**What you need to do**.
Transcribe the listing below only from the line with "fn rows(items: &[Value])" up to and including the line with "for key in row.keys()".

Start of Record extracts

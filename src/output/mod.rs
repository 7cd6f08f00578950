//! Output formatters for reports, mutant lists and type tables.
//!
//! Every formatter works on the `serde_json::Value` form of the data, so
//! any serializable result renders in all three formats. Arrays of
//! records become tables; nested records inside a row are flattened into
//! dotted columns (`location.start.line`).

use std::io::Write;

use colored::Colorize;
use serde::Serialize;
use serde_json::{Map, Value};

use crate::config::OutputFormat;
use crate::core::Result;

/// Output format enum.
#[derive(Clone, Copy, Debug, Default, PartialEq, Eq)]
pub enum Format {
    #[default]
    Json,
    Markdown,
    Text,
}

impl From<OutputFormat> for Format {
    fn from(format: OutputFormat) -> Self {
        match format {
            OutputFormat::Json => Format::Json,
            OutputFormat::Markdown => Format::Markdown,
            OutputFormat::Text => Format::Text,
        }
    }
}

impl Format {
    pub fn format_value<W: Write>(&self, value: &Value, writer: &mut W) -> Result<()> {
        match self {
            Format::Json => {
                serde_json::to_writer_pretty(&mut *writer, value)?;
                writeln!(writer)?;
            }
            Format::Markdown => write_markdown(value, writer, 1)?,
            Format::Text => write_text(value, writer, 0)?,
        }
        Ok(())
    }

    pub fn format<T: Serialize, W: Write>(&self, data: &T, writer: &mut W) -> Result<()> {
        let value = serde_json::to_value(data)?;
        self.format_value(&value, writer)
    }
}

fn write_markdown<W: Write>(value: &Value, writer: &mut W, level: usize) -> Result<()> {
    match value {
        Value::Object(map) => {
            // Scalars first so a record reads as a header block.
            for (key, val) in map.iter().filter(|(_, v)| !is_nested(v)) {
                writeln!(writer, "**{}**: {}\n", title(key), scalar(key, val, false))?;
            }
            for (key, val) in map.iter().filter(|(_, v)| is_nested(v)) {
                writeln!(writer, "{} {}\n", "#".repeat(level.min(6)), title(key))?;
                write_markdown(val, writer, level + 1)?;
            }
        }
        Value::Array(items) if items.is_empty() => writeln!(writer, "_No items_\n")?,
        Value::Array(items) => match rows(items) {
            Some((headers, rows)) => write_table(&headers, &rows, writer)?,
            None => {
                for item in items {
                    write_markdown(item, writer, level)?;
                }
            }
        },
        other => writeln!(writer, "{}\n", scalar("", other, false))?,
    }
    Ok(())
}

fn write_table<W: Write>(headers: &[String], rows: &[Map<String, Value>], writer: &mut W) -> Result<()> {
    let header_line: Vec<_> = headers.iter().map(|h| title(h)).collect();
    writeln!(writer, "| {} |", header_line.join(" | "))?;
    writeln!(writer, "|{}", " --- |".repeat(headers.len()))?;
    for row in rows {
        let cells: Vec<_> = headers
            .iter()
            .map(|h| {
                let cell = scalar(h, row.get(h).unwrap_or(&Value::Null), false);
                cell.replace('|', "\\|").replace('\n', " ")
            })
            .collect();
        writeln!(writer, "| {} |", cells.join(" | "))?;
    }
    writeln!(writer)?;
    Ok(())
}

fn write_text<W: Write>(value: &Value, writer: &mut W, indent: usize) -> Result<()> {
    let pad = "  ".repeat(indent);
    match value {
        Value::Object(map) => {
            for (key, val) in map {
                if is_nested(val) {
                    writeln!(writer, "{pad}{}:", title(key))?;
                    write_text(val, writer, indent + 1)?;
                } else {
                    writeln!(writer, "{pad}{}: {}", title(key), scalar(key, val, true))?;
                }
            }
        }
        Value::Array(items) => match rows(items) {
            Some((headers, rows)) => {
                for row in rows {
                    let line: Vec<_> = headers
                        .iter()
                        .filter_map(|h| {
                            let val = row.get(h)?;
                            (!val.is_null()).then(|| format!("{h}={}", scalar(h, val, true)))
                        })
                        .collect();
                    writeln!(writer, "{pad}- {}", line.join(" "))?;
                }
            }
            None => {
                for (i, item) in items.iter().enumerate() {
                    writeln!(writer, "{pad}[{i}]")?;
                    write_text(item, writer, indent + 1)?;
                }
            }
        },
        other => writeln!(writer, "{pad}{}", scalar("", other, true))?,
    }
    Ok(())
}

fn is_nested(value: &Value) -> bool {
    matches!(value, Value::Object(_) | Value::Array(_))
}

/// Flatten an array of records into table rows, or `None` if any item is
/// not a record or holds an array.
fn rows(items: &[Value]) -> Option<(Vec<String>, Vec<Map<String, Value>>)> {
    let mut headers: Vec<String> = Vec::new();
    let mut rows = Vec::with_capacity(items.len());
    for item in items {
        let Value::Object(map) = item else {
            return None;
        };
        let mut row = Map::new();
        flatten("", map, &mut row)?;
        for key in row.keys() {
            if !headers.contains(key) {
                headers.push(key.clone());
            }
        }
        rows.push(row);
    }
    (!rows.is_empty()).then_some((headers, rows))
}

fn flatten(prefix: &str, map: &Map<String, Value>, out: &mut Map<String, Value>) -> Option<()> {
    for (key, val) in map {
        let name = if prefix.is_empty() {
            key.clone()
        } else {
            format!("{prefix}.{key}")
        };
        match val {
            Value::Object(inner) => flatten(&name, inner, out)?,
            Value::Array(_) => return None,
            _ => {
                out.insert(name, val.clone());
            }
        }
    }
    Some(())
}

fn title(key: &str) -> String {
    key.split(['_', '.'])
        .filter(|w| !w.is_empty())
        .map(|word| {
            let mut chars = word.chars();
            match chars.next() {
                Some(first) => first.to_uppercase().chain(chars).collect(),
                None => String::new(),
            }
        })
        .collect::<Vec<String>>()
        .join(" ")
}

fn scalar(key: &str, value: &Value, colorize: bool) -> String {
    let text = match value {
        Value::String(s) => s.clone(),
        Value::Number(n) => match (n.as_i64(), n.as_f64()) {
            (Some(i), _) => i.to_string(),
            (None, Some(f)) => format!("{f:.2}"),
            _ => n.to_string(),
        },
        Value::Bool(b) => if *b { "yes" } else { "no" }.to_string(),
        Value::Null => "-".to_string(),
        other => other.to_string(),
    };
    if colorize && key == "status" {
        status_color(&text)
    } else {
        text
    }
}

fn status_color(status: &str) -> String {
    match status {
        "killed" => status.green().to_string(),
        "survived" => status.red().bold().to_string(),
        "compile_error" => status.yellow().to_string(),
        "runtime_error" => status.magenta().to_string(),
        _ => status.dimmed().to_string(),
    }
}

End of Record extracts

**Written answer**.
fn rows(items: &[Value]) -> Option<(Vec<String>, Vec<Map<String, Value>>)> {
    let mut headers: Vec<String> = Vec::new();
    let mut rows = Vec::with_capacity(items.len());
    for item in items {
        let Value::Object(map) = item else {
            return None;
        };
        let mut row = Map::new();
        flatten("", map, &mut row)?;
        for key in row.keys() {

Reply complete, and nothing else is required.